(PROVIDED MATERIAL begins)
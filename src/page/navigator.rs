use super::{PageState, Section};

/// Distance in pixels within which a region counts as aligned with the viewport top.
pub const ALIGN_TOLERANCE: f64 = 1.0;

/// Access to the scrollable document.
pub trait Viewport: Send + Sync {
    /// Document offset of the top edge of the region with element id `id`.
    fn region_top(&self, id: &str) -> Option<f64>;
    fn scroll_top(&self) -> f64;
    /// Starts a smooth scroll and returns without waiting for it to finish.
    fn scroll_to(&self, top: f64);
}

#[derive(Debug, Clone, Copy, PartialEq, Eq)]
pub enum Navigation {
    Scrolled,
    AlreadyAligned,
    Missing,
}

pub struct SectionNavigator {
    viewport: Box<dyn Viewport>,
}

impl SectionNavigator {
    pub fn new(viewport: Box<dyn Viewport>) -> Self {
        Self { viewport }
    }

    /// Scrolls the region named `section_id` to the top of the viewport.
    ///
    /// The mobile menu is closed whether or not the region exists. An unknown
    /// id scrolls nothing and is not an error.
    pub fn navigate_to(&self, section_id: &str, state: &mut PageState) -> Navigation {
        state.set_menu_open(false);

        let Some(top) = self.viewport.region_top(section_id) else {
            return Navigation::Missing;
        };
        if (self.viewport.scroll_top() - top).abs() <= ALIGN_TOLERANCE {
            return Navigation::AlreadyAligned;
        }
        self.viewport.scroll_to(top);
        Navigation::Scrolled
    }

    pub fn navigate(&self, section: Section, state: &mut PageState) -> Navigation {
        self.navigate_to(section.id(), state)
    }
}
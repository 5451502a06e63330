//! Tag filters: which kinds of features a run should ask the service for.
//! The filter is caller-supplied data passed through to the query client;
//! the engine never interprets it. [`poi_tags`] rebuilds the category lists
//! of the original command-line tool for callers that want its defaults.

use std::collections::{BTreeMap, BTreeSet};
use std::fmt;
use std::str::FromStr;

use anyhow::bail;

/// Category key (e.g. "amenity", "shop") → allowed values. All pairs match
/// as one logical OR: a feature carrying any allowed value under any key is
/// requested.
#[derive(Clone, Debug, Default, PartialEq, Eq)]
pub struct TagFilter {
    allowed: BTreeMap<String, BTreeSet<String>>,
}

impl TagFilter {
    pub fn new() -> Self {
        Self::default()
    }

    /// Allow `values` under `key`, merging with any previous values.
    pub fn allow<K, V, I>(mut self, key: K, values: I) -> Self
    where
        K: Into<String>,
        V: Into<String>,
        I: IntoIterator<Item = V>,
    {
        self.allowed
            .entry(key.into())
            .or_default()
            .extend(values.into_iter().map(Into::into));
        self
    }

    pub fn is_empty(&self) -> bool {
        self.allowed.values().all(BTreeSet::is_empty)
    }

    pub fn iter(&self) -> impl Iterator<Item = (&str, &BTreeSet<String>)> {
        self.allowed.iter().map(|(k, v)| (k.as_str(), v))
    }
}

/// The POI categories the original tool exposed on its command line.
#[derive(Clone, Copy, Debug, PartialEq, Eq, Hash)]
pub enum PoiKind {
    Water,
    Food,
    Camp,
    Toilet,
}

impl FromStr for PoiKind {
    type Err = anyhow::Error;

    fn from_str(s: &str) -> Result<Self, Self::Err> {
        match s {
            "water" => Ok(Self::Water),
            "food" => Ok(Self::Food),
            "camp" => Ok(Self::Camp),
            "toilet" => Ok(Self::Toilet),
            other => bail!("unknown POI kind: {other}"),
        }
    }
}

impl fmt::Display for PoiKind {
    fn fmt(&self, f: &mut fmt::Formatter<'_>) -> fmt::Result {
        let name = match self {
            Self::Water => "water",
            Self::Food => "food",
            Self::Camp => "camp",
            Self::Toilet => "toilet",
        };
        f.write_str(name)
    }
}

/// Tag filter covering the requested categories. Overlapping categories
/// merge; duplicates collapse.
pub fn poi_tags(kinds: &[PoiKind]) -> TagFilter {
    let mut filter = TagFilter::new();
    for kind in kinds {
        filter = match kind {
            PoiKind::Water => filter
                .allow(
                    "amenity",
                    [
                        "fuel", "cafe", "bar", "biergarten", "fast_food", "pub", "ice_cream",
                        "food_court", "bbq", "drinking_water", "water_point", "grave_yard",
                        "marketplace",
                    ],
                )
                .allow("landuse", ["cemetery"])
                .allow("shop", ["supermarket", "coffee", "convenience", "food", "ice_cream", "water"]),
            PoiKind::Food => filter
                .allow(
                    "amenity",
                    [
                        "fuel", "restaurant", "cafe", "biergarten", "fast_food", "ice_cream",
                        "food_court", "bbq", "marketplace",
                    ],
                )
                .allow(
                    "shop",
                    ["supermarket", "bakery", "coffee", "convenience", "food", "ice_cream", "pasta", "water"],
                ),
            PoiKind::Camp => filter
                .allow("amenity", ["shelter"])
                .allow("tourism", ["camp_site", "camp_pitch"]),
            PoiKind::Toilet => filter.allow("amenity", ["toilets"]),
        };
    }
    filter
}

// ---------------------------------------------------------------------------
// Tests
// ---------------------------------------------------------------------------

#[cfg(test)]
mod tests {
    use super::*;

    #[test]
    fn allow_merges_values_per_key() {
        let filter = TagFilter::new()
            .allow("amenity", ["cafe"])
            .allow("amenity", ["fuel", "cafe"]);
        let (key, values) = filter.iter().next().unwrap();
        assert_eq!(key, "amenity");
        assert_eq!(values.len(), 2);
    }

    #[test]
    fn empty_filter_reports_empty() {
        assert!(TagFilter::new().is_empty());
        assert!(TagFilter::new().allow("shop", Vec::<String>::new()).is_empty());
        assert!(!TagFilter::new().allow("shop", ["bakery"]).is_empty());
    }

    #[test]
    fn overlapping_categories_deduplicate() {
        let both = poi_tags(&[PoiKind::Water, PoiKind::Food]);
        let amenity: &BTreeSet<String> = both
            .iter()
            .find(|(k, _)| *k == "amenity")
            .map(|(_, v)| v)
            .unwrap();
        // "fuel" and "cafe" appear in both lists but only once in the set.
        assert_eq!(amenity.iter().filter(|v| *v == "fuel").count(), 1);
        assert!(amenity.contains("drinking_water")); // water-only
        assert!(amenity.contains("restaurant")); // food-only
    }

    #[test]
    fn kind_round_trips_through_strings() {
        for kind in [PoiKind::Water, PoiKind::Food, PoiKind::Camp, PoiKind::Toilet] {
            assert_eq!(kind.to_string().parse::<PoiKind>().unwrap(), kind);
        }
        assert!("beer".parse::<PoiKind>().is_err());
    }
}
(PROVIDED MATERIAL ends)
• **PROBLEM DESCRIPTION**: Repeat all entries. Match them exactly.

• **WRITTEN SOLUTION**:
filename src/page/navigator.rs
use super::{PageState, Section};

/// Distance in pixels within which a region counts as aligned with the viewport top.
pub const ALIGN_TOLERANCE: f64 = 1.0;

/// Access to the scrollable document.
pub trait Viewport: Send + Sync {
    /// Document offset of the top edge of the region with element id `id`.
    fn region_top(&self, id: &str) -> Option<f64>;
    fn scroll_top(&self) -> f64;
    /// Starts a smooth scroll and returns without waiting for it to finish.
    fn scroll_to(&self, top: f64);
}

#[derive(Debug, Clone, Copy, PartialEq, Eq)]
pub enum Navigation {
    Scrolled,
    AlreadyAligned,
    Missing,
}

pub struct SectionNavigator {
    viewport: Box<dyn Viewport>,
}

impl SectionNavigator {
    pub fn new(viewport: Box<dyn Viewport>) -> Self {
        Self { viewport }
    }

    /// Scrolls the region named `section_id` to the top of the viewport.
    ///
    /// The mobile menu is closed whether or not the region exists. An unknown
    /// id scrolls nothing and is not an error.
    pub fn navigate_to(&self, section_id: &str, state: &mut PageState) -> Navigation {
        state.set_menu_open(false);

        let Some(top) = self.viewport.region_top(section_id) else {
            return Navigation::Missing;
        };
        if (self.viewport.scroll_top() - top).abs() <= ALIGN_TOLERANCE {
            return Navigation::AlreadyAligned;
        }
        self.viewport.scroll_to(top);
        Navigation::Scrolled
    }

    pub fn navigate(&self, section: Section, state: &mut PageState) -> Navigation {
        self.navigate_to(section.id(), state)
    }
}
repository 5451502a06e63330
//! Tag filters: which kinds of features a run should ask the service for.
//! The filter is caller-supplied data passed through to the query client;
//! the engine never interprets it. [`poi_tags`] rebuilds the category lists
//! of the original command-line tool for callers that want its defaults.

use std::collections::{BTreeMap, BTreeSet};
use std::fmt;
use std::str::FromStr;

use anyhow::bail;

/// Category key (e.g. "amenity", "shop") → allowed values. All pairs match
/// as one logical OR: a feature carrying any allowed value under any key is
/// requested.
#[derive(Clone, Debug, Default, PartialEq, Eq)]
pub struct TagFilter {
    allowed: BTreeMap<String, BTreeSet<String>>,
}

impl TagFilter {
    pub fn new() -> Self {
        Self::default()
    }

    /// Allow `values` under `key`, merging with any previous values.
    pub fn allow<K, V, I>(mut self, key: K, values: I) -> Self
    where
        K: Into<String>,
        V: Into<String>,
        I: IntoIterator<Item = V>,
    {
        self.allowed
            .entry(key.into())
            .or_default()
            .extend(values.into_iter().map(Into::into));
        self
    }

    pub fn is_empty(&self) -> bool {
        self.allowed.values().all(BTreeSet::is_empty)
    }

    pub fn iter(&self) -> impl Iterator<Item = (&str, &BTreeSet<String>)> {
        self.allowed.iter().map(|(k, v)| (k.as_str(), v))
    }
}

/// The POI categories the original tool exposed on its command line.
#[derive(Clone, Copy, Debug, PartialEq, Eq, Hash)]
pub enum PoiKind {
    Water,
    Food,
    Camp,
    Toilet,
}

impl FromStr for PoiKind {
    type Err = anyhow::Error;

    fn from_str(s: &str) -> Result<Self, Self::Err> {
        match s {
            "water" => Ok(Self::Water),
            "food" => Ok(Self::Food),
            "camp" => Ok(Self::Camp),
            "toilet" => Ok(Self::Toilet),
            other => bail!("unknown POI kind: {other}"),
        }
    }
}

impl fmt::Display for PoiKind {
    fn fmt(&self, f: &mut fmt::Formatter<'_>) -> fmt::Result {
        let name = match self {
            Self::Water => "water",
            Self::Food => "food",
            Self::Camp => "camp",
            Self::Toilet => "toilet",
        };
        f.write_str(name)
    }
}

/// Tag filter covering the requested categories. Overlapping categories
/// merge; duplicates collapse.
pub fn poi_tags(kinds: &[PoiKind]) -> TagFilter {
    let mut filter = TagFilter::new();
    for kind in kinds {
        filter = match kind {
            PoiKind::Water => filter
                .allow(
                    "amenity",
                    [
                        "fuel", "cafe", "bar", "biergarten", "fast_food", "pub", "ice_cream",
                        "food_court", "bbq", "drinking_water", "water_point", "grave_yard",
                        "marketplace",
                    ],
                )
                .allow("landuse", ["cemetery"])
                .allow("shop", ["supermarket", "coffee", "convenience", "food", "ice_cream", "water"]),
            PoiKind::Food => filter
                .allow(
                    "amenity",
                    [
                        "fuel", "restaurant", "cafe", "biergarten", "fast_food", "ice_cream",
                        "food_court", "bbq", "marketplace",
                    ],
                )
                .allow(
                    "shop",
                    ["supermarket", "bakery", "coffee", "convenience", "food", "ice_cream", "pasta", "water"],
                ),
            PoiKind::Camp => filter
                .allow("amenity", ["shelter"])
                .allow("tourism", ["camp_site", "camp_pitch"]),
            PoiKind::Toilet => filter.allow("amenity", ["toilets"]),
        };
    }
    filter
}

// ---------------------------------------------------------------------------
// Tests
// ---------------------------------------------------------------------------

#[cfg(test)]
mod tests {
    use super::*;

    #[test]
    fn allow_merges_values_per_key() {
        let filter = TagFilter::new()
            .allow("amenity", ["cafe"])
            .allow("amenity", ["fuel", "cafe"]);
        let (key, values) = filter.iter().next().unwrap();
        assert_eq!(key, "amenity");
        assert_eq!(values.len(), 2);
    }

    #[test]
    fn empty_filter_reports_empty() {
        assert!(TagFilter::new().is_empty());
        assert!(TagFilter::new().allow("shop", Vec::<String>::new()).is_empty());
        assert!(!TagFilter::new().allow("shop", ["bakery"]).is_empty());
    }

    #[test]
    fn overlapping_categories_deduplicate() {
        let both = poi_tags(&[PoiKind::Water, PoiKind::Food]);
        let amenity: &BTreeSet<String> = both
            .iter()
            .find(|(k, _)| *k == "amenity")
            .map(|(_, v)| v)
            .unwrap();
        // "fuel" and "cafe" appear in both lists but only once in the set.
        assert_eq!(amenity.iter().filter(|v| *v == "fuel").count(), 1);
        assert!(amenity.contains("drinking_water")); // water-only
        assert!(amenity.contains("restaurant")); // food-only
    }

    #[test]
    fn kind_round_trips_through_strings() {
        for kind in [PoiKind::Water, PoiKind::Food, PoiKind::Camp, PoiKind::Toilet] {
            assert_eq!(kind.to_string().parse::<PoiKind>().unwrap(), kind);
        }
        assert!("beer".parse::<PoiKind>().is_err());
    }
}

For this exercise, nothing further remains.